- Awards
2026 Diabetes Research Foundation Prize awarded to Charna Dibner
Professor in the Departments of Surgery and of Cell Physiology and Metabolism, and at the Diabetes Centre of the UNIGE Faculty of Medicine, Charna Dibner receives the 2026 Prize of the Foundation for Diabetes Research for the TIMED project, which investigates the mechanistic links between mRNA stability and circadian rhythms in pancreatic islets from mice and humans in type 2 diabetes.
Type 2 diabetes is strongly influenced by internal circadian clocks, which coordinate metabolism and hormone release according to the time of day.

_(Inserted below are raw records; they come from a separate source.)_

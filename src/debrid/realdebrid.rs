use std::{collections::HashMap, net::IpAddr, time::Duration};

use async_trait::async_trait;
use serde::Deserialize;

use crate::{
    app_state::AppError,
    config::Settings,
    kv::KvCache,
    parser,
    torrent_item::{ProviderTag, StreamQuery},
    user_config::UserConfig,
};

use super::{
    AvailabilityResponse, DebridHttp, DebridProvider, ensure_proxied,
    token_manager::RdTokenManager,
};

const BASE_URL: &str = "https://api.real-debrid.com/rest/1.0";
const LINK_WAIT: Duration = Duration::from_secs(20);
const LINK_POLL_INTERVAL: Duration = Duration::from_secs(5);
const UNRESTRICT_ATTEMPTS: u32 = 3;
const UNRESTRICT_RETRY_DELAY: Duration = Duration::from_secs(5);
/// Torrents with more files than this are treated as season packs.
const SEASON_PACK_THRESHOLD: usize = 5;

#[derive(Debug)]
enum RdAuth {
    /// Deployment-wide shared account token.
    Shared(String),
    /// Per-user oauth credentials refreshed through the KV store.
    Oauth(RdTokenManager),
}

#[derive(Debug)]
pub struct RealDebrid {
    http: &'static DebridHttp,
    auth: RdAuth,
    no_cache_video_url: String,
}

impl RealDebrid {
    pub fn new(
        settings: &'static Settings,
        http: &'static DebridHttp,
        kv: KvCache,
        config: &UserConfig,
    ) -> Result<Self, AppError> {
        let auth = match &settings.rd_unique_token {
            Some(token) => {
                ensure_proxied(settings, "RealDebrid")?;
                RdAuth::Shared(token.clone())
            }
            None => {
                let oauth = config.rd_token.clone().ok_or_else(|| {
                    AppError::unauthorized("RealDebrid oauth credentials are missing")
                })?;
                RdAuth::Oauth(RdTokenManager::new(kv, oauth))
            }
        };
        Ok(Self {
            http,
            auth,
            no_cache_video_url: settings.no_cache_video_url.clone(),
        })
    }

    async fn bearer(&self) -> Result<String, AppError> {
        match &self.auth {
            RdAuth::Shared(token) => Ok(token.clone()),
            RdAuth::Oauth(manager) => manager.access_token().await,
        }
    }

    async fn torrents_list(&self) -> Result<Vec<RdTorrentRow>, AppError> {
        let token = self.bearer().await?;
        self.http
            .json(
                self.http
                    .client()
                    .get(format!("{BASE_URL}/torrents"))
                    .bearer_auth(token),
            )
            .await
    }

    async fn torrent_info(&self, torrent_id: &str) -> Result<RdTorrentInfo, AppError> {
        let token = self.bearer().await?;
        self.http
            .json(
                self.http
                    .client()
                    .get(format!("{BASE_URL}/torrents/info/{torrent_id}"))
                    .bearer_auth(token),
            )
            .await
    }

    async fn add_magnet(&self, magnet: &str) -> Result<RdAddResponse, AppError> {
        let token = self.bearer().await?;
        self.http
            .json(
                self.http
                    .client()
                    .post(format!("{BASE_URL}/torrents/addMagnet"))
                    .bearer_auth(token)
                    .form(&[("magnet", magnet)]),
            )
            .await
    }

    async fn add_torrent_file(&self, body: bytes::Bytes) -> Result<RdAddResponse, AppError> {
        let token = self.bearer().await?;
        self.http
            .json(
                self.http
                    .client()
                    .put(format!("{BASE_URL}/torrents/addTorrent"))
                    .bearer_auth(token)
                    .body(body),
            )
            .await
    }

    async fn select_files(&self, torrent_id: &str, file_ids: &str) -> Result<(), AppError> {
        let token = self.bearer().await?;
        let request = self
            .http
            .client()
            .post(format!("{BASE_URL}/torrents/selectFiles/{torrent_id}"))
            .bearer_auth(token)
            .form(&[("files", file_ids)]);
        self.http.bytes(request).await?;
        Ok(())
    }

    async fn unrestrict(&self, link: &str) -> Result<String, AppError> {
        for attempt in 0..UNRESTRICT_ATTEMPTS {
            let token = self.bearer().await?;
            let result: Result<RdUnrestrictResponse, AppError> = self
                .http
                .json(
                    self.http
                        .client()
                        .post(format!("{BASE_URL}/unrestrict/link"))
                        .bearer_auth(token)
                        .form(&[("link", link)]),
                )
                .await;
            match result {
                Ok(response) if !response.download.is_empty() => return Ok(response.download),
                Ok(_) => tracing::warn!("RealDebrid unrestrict returned no download url"),
                Err(e) => tracing::warn!(attempt, "RealDebrid unrestrict failed: {e}"),
            }
            if attempt + 1 < UNRESTRICT_ATTEMPTS {
                tokio::time::sleep(UNRESTRICT_RETRY_DELAY).await;
            }
        }
        Ok(self.no_cache_video_url.clone())
    }

    /// Ids of already-added torrents sharing this infohash.
    async fn cached_torrent_ids(&self, info_hash: &str) -> Result<Vec<String>, AppError> {
        let torrents = self.torrents_list().await?;
        Ok(torrents
            .into_iter()
            .filter(|torrent| torrent.hash.eq_ignore_ascii_case(info_hash))
            .map(|torrent| torrent.id)
            .collect())
    }

    /// Whether an already-added torrent has the file we need selected.
    fn torrent_contains_file(info: &RdTorrentInfo, query: &StreamQuery) -> bool {
        match query.kind {
            crate::media::MediaKind::Movie => info.files.iter().any(|file| file.is_selected()),
            crate::media::MediaKind::Series => {
                if let Some(file_index) = query.file_index {
                    return info
                        .files
                        .iter()
                        .any(|file| file.id as usize == file_index && file.is_selected());
                }
                match (query.season_number(), query.episode_number()) {
                    (Some(season), Some(episode)) => info.files.iter().any(|file| {
                        file.is_selected()
                            && parser::season_episode_in_filename(&file.path, season, episode)
                    }),
                    _ => false,
                }
            }
        }
    }

    async fn find_reusable_torrent(
        &self,
        info_hash: &str,
        query: &StreamQuery,
    ) -> Result<Option<RdTorrentInfo>, AppError> {
        for torrent_id in self.cached_torrent_ids(info_hash).await? {
            let info = self.torrent_info(&torrent_id).await?;
            if Self::torrent_contains_file(&info, query) {
                return Ok(Some(info));
            }
        }
        Ok(None)
    }

    async fn add_magnet_or_torrent(&self, query: &StreamQuery) -> Result<RdTorrentInfo, AppError> {
        let added = match &query.torrent_download {
            Some(torrent_url) => {
                tracing::info!("RealDebrid: uploading torrent file");
                let body = self.http.download_torrent_file(torrent_url).await?;
                self.add_torrent_file(body).await?
            }
            None => {
                let magnet = query
                    .magnet
                    .as_deref()
                    .ok_or_else(|| AppError::bad_request("query carries no magnet"))?;
                tracing::info!("RealDebrid: adding magnet");
                self.add_magnet(magnet).await?
            }
        };
        self.torrent_info(&added.id).await
    }

    /// Adds and selects files. Season packs (> 5 files) select every video
    /// file so sibling episodes cache along with the requested one.
    async fn add_and_select(&self, query: &StreamQuery) -> Result<String, AppError> {
        let info = self.add_magnet_or_torrent(query).await?;
        let is_season_pack = query.kind == crate::media::MediaKind::Series
            && info.files.len() > SEASON_PACK_THRESHOLD;
        if is_season_pack {
            let video_ids: Vec<String> = info
                .files
                .iter()
                .filter(|file| parser::is_video_file(&file.path))
                .map(|file| file.id.to_string())
                .collect();
            if video_ids.is_empty() {
                tracing::warn!("RealDebrid: season pack has no video files");
            } else {
                tracing::info!(
                    "RealDebrid: selecting {} video files from season pack",
                    video_ids.len()
                );
                self.select_files(&info.id, &video_ids.join(",")).await?;
            }
            return Ok(info.id);
        }

        if let Some(file_index) = query.file_index {
            self.select_files(&info.id, &file_index.to_string()).await?;
            return Ok(info.id);
        }
        let selected = match query.kind {
            crate::media::MediaKind::Movie => {
                info.files.iter().max_by_key(|file| file.bytes).map(|f| f.id)
            }
            crate::media::MediaKind::Series => {
                let (season, episode) = match (query.season_number(), query.episode_number()) {
                    (Some(season), Some(episode)) => (season, episode),
                    _ => return Err(AppError::bad_request("series query without season/episode")),
                };
                info.files
                    .iter()
                    .filter(|file| {
                        parser::season_episode_in_filename(&file.path, season, episode)
                    })
                    .max_by_key(|file| file.bytes)
                    .map(|file| file.id)
            }
        };
        match selected {
            Some(file_id) => {
                self.select_files(&info.id, &file_id.to_string()).await?;
                Ok(info.id)
            }
            None => {
                tracing::warn!("RealDebrid: no matching file inside the torrent");
                Ok(info.id)
            }
        }
    }

    async fn wait_for_links(&self, torrent_id: &str) -> Result<Option<Vec<String>>, AppError> {
        let deadline = tokio::time::Instant::now() + LINK_WAIT;
        loop {
            let info = self.torrent_info(torrent_id).await?;
            if !info.links.is_empty() {
                return Ok(Some(info.links));
            }
            if tokio::time::Instant::now() >= deadline {
                return Ok(None);
            }
            tokio::time::sleep(LINK_POLL_INTERVAL).await;
        }
    }

    /// Maps the selected file to its slot in the returned link list; link
    /// ordering follows selected-file ordering. Falls back to the largest
    /// match, then to the first link.
    fn pick_link(info: &RdTorrentInfo, links: &[String], query: &StreamQuery) -> Option<String> {
        if links.len() == 1 {
            return links.first().cloned();
        }
        let mut selected: Vec<&RdTorrentFile> =
            info.files.iter().filter(|file| file.is_selected()).collect();
        if selected.is_empty() {
            selected = info.files.iter().max_by_key(|file| file.bytes).into_iter().collect();
        }
        let slot = if let Some(file_index) = query.file_index {
            selected
                .iter()
                .position(|file| file.id as usize == file_index)
        } else if let (Some(season), Some(episode)) =
            (query.season_number(), query.episode_number())
        {
            selected
                .iter()
                .enumerate()
                .filter(|(_, file)| {
                    parser::season_episode_in_filename(&file.path, season, episode)
                })
                .max_by_key(|(_, file)| file.bytes)
                .map(|(slot, _)| slot)
        } else {
            selected
                .iter()
                .enumerate()
                .max_by_key(|(_, file)| file.bytes)
                .map(|(slot, _)| slot)
        };
        match slot {
            Some(slot) if slot < links.len() => links.get(slot).cloned(),
            _ => {
                tracing::warn!("RealDebrid: no link slot matched, using the first link");
                links.first().cloned()
            }
        }
    }
}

Disruption of this synchronisation system — increasingly common in modern lifestyles — impairs blood glucose control and raises the risk of diabetes.
Charna Dibner's work explores an underexamined dimension of type 2 diabetes: the connection between circadian rhythms and mRNA degradation in pancreatic islets. By disrupting a cellular quality-control mechanism specifically in insulin-producing cells, her team has observed significant pancreatic dysfunction and impaired glucose regulation — in mice, but also in human islets from donors with and without diabetes. A better understanding of how biological time and molecular quality interact could open new avenues for the prevention and treatment of type 2 diabetes.
Holding a PhD in medical sciences, Charna Dibner is a specialist in circadian rhythms. Her research, supported in particular by the SNSF and several international foundations, focuses on the role of biological clocks in metabolic diseases — including diabetes and obesity.